* **Exercise goal**
In the records that follow, find the line with "use crate::client_cache::ClientCache;"; from there, retype every line exactly through the line with "let mut url", which also belongs to the answer.

* **Source data**
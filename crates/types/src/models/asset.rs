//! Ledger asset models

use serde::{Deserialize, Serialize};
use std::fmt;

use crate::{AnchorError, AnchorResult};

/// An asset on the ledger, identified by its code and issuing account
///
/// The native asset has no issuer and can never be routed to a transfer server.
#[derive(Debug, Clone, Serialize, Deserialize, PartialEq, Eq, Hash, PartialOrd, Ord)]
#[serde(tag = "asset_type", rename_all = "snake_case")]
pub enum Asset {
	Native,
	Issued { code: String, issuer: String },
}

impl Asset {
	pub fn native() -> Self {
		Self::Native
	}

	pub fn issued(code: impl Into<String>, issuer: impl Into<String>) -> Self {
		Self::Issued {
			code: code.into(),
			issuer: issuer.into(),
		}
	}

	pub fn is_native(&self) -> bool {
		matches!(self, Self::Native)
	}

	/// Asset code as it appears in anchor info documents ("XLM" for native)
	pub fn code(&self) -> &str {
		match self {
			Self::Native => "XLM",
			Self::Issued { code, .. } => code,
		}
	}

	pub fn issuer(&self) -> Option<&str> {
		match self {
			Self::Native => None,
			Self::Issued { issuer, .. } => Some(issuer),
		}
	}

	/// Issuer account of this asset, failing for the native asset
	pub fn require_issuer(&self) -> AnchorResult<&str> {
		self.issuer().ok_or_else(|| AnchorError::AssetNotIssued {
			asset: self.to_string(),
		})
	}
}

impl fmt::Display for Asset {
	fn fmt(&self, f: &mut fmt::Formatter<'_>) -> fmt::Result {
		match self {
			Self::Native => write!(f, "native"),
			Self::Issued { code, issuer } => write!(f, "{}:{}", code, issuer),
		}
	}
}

---

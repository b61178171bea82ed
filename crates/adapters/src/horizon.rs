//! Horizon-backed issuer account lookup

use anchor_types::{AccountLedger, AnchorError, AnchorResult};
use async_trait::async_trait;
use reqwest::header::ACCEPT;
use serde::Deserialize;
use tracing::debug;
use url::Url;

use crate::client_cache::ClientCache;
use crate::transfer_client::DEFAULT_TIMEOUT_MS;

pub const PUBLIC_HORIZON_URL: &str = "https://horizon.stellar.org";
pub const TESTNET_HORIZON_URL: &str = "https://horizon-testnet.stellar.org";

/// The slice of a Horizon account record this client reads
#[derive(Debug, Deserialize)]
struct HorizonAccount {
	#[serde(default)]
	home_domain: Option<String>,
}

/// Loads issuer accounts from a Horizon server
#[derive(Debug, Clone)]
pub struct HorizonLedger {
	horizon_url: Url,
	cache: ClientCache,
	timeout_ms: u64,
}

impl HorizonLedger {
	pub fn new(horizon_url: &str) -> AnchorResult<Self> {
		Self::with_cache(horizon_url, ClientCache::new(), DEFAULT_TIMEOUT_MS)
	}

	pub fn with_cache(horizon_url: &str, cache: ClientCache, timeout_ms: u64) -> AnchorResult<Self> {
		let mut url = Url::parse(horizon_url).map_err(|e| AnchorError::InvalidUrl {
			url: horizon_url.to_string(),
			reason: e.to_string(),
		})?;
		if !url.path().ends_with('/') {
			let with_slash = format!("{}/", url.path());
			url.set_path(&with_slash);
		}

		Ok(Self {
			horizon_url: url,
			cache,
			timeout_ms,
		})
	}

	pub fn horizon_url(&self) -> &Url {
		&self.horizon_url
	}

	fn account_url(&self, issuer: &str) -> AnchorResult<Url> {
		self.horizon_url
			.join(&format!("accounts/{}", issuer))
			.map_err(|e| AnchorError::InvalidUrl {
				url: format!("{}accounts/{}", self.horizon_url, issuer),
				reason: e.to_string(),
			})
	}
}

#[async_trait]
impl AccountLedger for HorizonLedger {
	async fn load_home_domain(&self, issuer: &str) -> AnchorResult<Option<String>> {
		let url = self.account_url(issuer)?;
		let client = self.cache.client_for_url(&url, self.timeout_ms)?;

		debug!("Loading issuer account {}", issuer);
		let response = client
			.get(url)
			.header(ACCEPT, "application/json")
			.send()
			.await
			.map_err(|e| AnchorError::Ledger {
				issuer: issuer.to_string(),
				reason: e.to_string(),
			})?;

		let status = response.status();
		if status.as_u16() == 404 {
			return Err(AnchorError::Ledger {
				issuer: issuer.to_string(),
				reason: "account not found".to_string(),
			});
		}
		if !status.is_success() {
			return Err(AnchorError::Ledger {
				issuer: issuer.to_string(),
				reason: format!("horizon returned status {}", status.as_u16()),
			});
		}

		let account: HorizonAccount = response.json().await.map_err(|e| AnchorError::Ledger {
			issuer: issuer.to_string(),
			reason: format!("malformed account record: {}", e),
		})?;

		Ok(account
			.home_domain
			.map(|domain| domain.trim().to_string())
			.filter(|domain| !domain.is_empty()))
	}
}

* **Task response**
use crate::client_cache::ClientCache;
use crate::transfer_client::DEFAULT_TIMEOUT_MS;

pub const PUBLIC_HORIZON_URL: &str = "https://horizon.stellar.org";
pub const TESTNET_HORIZON_URL: &str = "https://horizon-testnet.stellar.org";

/// The slice of a Horizon account record this client reads
#[derive(Debug, Deserialize)]
struct HorizonAccount {
	#[serde(default)]
	home_domain: Option<String>,
}

/// Loads issuer accounts from a Horizon server
#[derive(Debug, Clone)]
pub struct HorizonLedger {
	horizon_url: Url,
	cache: ClientCache,
	timeout_ms: u64,
}

impl HorizonLedger {
	pub fn new(horizon_url: &str) -> AnchorResult<Self> {
		Self::with_cache(horizon_url, ClientCache::new(), DEFAULT_TIMEOUT_MS)
	}

	pub fn with_cache(horizon_url: &str, cache: ClientCache, timeout_ms: u64) -> AnchorResult<Self> {
		let mut url = Url::parse(horizon_url).map_err(|e| AnchorError::InvalidUrl {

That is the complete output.